The comparisons with the state-of-the art methods are listed in Table 5. Our SCSM architecture demonstrates a different approach compared to other multi-prediction methods in terms of achieving higher accuracy. For example, ip-CSN-152 and SlowFast require 30 times greater prediction to pursue higher accuracy. It is obvious that performing multi-prediction has a substantial impact on the inference time. On the other hand, models like ViViT-L and TimeSformer, which are Transformer-based architectures, rely on fewer numbers of multi-predictions but have high complexity and require a longer inference time. With SCSM, we can achieve a comparable validation accuracy of 73.4% with just a single prediction. Additionally, our model has a lower number of parameters and computational requirements compared to the other models. Moreover, SCSM offers flexibility in terms of scalability, allowing for the choice of frame rates and the ability to expand freely.

The SCSM architecture consists of two domains: the spatial domain and the temporal domain. In the spatial domain, the Time wrapper allows the selection of feature extractors with higher complexity to achieve better accuracy. Conversely, a lower complexity can be chosen to trade-off accuracy for faster prediction speed. In the temporal domain, SCSM allows for stacking multiple layers to extract more spatiotemporal fusion information, thereby improving the accuracy. The overall SCSM architecture can be adjusted according to the user’s needs.

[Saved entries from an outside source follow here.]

use std::path::Path;

use anyhow::{Context, Result};
use rust_xlsxwriter::{Workbook, Worksheet};

use crate::atlas_score::Tier;
use crate::kingdom_stats::KvkOutcome;
use crate::leaderboard::{LeaderboardEntry, tier_summary};
use crate::prediction::predict_outcomes;

pub struct ExportReport {
    pub kingdoms: usize,
    pub prediction_rows: usize,
}

enum CellValue {
    Text(String),
    Number(f64),
}

impl From<&str> for CellValue {
    fn from(v: &str) -> Self {
        CellValue::Text(v.to_string())
    }
}

impl From<String> for CellValue {
    fn from(v: String) -> Self {
        CellValue::Text(v)
    }
}

impl From<f64> for CellValue {
    fn from(v: f64) -> Self {
        CellValue::Number(v)
    }
}

impl From<u32> for CellValue {
    fn from(v: u32) -> Self {
        CellValue::Number(f64::from(v))
    }
}

impl From<usize> for CellValue {
    fn from(v: usize) -> Self {
        CellValue::Number(v as f64)
    }
}

/// Writes the leaderboard, per-kingdom outcome projections and the tier
/// distribution to an xlsx workbook.
pub fn export_leaderboard(path: &Path, rows: &[LeaderboardEntry]) -> Result<ExportReport> {
    let mut leaderboard_rows: Vec<Vec<CellValue>> = vec![header(&[
        "Rank",
        "Kingdom",
        "Tier",
        "Atlas Score",
        "KvKs",
        "Prep W-L",
        "Battle W-L",
        "Prep Rate",
        "Battle Rate",
        "Dominations",
        "Invasions",
        "Prep Streak",
        "Battle Streak",
        "Recent",
    ])];
    for row in rows {
        leaderboard_rows.push(leaderboard_row(row));
    }

    let mut prediction_rows: Vec<Vec<CellValue>> = vec![header(&[
        "Kingdom",
        "Outcome",
        "Probability",
        "Projected Score",
        "Change",
        "New Tier",
        "Tier Change",
    ])];
    for row in rows {
        let set = predict_outcomes(&row.stats, None);
        for p in &set.predictions {
            prediction_rows.push(vec![
                row.kingdom_number.into(),
                p.outcome.label().into(),
                p.probability.into(),
                p.projected_score.into(),
                p.score_change.into(),
                p.new_tier.label().into(),
                if p.tier_change { "yes" } else { "no" }.into(),
            ]);
        }
    }

    let summary = tier_summary(rows);
    let mut tier_rows: Vec<Vec<CellValue>> = vec![header(&["Tier", "Min Score", "Kingdoms", "Share"])];
    for tier in Tier::ALL {
        tier_rows.push(vec![
            tier.label().into(),
            tier.min_score().into(),
            summary.count(tier).into(),
            summary.share(tier).into(),
        ]);
    }

    let mut workbook = Workbook::new();
    {
        let sheet = workbook.add_worksheet();
        sheet.set_name("Leaderboard")?;
        write_rows(sheet, &leaderboard_rows)?;
    }
    {
        let sheet = workbook.add_worksheet();
        sheet.set_name("Predictions")?;
        write_rows(sheet, &prediction_rows)?;
    }
    {
        let sheet = workbook.add_worksheet();
        sheet.set_name("TierSummary")?;
        write_rows(sheet, &tier_rows)?;
    }

    workbook
        .save(path)
        .with_context(|| format!("failed writing workbook to {}", path.display()))?;

    Ok(ExportReport {
        kingdoms: rows.len(),
        prediction_rows: prediction_rows.len().saturating_sub(1),
    })
}

fn header(cols: &[&str]) -> Vec<CellValue> {
    cols.iter().map(|c| CellValue::from(*c)).collect()
}

fn leaderboard_row(row: &LeaderboardEntry) -> Vec<CellValue> {
    let s = &row.stats;
    vec![
        row.rank.into(),
        row.kingdom_number.into(),
        row.score.tier.label().into(),
        row.score.final_score.into(),
        s.total_kvks.into(),
        format!("{}-{}", s.prep_wins, s.prep_losses).into(),
        format!("{}-{}", s.battle_wins, s.battle_losses).into(),
        row.score.prep_win_rate.into(),
        row.score.battle_win_rate.into(),
        s.dominations.into(),
        s.invasions.into(),
        s.current_prep_streak.into(),
        s.current_battle_streak.into(),
        recent_label(&s.recent_outcomes).into(),
    ]
}

fn recent_label(outcomes: &[KvkOutcome]) -> String {
    outcomes
        .iter()
        .map(|o| match o {
            KvkOutcome::Domination => "D",
            KvkOutcome::Reversal => "R",
            KvkOutcome::Comeback => "C",
            KvkOutcome::Invasion => "I",
        })
        .collect::<Vec<_>>()
        .join("")
}

fn write_rows(worksheet: &mut Worksheet, rows: &[Vec<CellValue>]) -> Result<()> {
    for (row_idx, row) in rows.iter().enumerate() {
        for (col_idx, value) in row.iter().enumerate() {
            let (r, c) = (row_idx as u32, col_idx as u16);
            match value {
                CellValue::Text(v) => worksheet.write_string(r, c, v),
                CellValue::Number(v) => worksheet.write_number(r, c, *v),
            }
            .with_context(|| format!("write cell ({row_idx},{col_idx})"))?;
        }
    }
    Ok(())
}

#[cfg(test)]
mod tests {
    use super::*;
    use crate::kingdom_stats::KingdomProfile;
    use crate::leaderboard::build_leaderboard;

    #[test]
    fn writes_workbook() {
        let rows = build_leaderboard(&[
            KingdomProfile {
                kingdom_number: 1,
                prep_wins: Some(3),
                prep_losses: Some(1),
                battle_wins: Some(2),
                battle_losses: Some(2),
                ..Default::default()
            },
            KingdomProfile {
                kingdom_number: 2,
                ..Default::default()
            },
        ]);
        let path = std::env::temp_dir().join(format!("atlas_export_{}.xlsx", std::process::id()));
        let report = export_leaderboard(&path, &rows).unwrap();
        assert_eq!(report.kingdoms, 2);
        assert_eq!(report.prediction_rows, 8);
        assert!(path.exists());
        let _ = std::fs::remove_file(path);
    }

    #[test]
    fn recent_label_is_compact() {
        assert_eq!(
            recent_label(&[KvkOutcome::Domination, KvkOutcome::Invasion, KvkOutcome::Comeback]),
            "DIC"
        );
    }
}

To showcase the scalability of our design, we have developed two versions of the model: SCSM_T (tiny) and SCSM_B (base). These models demonstrate their powerful scalability. SCSM_T consists of the Time wrapper with a spatial extractor using ConvNeXt_tiny and three layers of Spatiotemporal Mixers, while SCSM_B comprises the Time wrapper with a spatial extractor using ConvNeXt_small and five layers of Spatiotemporal Mixers. In our research, we succeeded in achieving a balance between accuracy and computational requirements, as well as high flexibility in choosing the model architecture.

4. Conclusions

We developed a novel SCSM video recognition model that achieves a balance between accuracy and computational complexity, demonstrating the feasibility of this network architecture design. The proposed SCSM model uses a new hierarchical spatial compression using the spatiotemporal fusion method, consisting of a spatial domain and a temporal domain. The SCSM model maintains the independence of each frame in the spatial domain for feature extraction and fuses the spatiotemporal features in the temporal domain. SCSM can extract video features with minimal computations and parameters. This architecture exhibits strong scalability and transfer learning capabilities, allowing users to adjust the model based on their specific needs, whether it be speed- or accuracy-oriented. The architecture is highly scalable, enabling expansion based on different frame rate requirements. It has a simple overall concept and low prediction and training costs, making it highly beneficial as a backbone for multi-task video feature extraction or industrial applications. One of the limitations of the proposed method is that if the action is captured by the camera angles not included in the dataset, the accuracy of the recognition result would be lowered. Another limitation is that it is not good at recognizing mutual interactions with other people or dynamic objects in the scenes. These limitations are also common in the other existing methods. For future works, we would investigate the mechanisms to deal with the above-mentioned challenges. We also plan to employ Neural Architecture Search (NAS) [28] to select the most suitable architecture for SCSM in the future. In addition, applying SCSM to other multi-task learning tasks would further demonstrate the benefits of its lightweight and low computational requirements in action localization, video understanding, and video analysis.

Author Contributions

Conceptualization, C.L.; Methodology, H.-Y.C.; Software, C.L.; Validation, C.-C.Y.; Investigation, H.-Y.C.; Resources, H.-Y.C.; Writing—original draft, C.L.; Writing—review and editing, H.-Y.C.; Visualization, C.-C.Y.; Supervision, C.-C.Y.; Project administration, C.-C.Y.; Funding acquisition, H.-Y.C. All authors have read and agreed to the published version of the manuscript.

Funding

This research was funded by the National Science and Technology Council NSTC, Taiwan, under grant number 112-2221-E-008-069-MY3.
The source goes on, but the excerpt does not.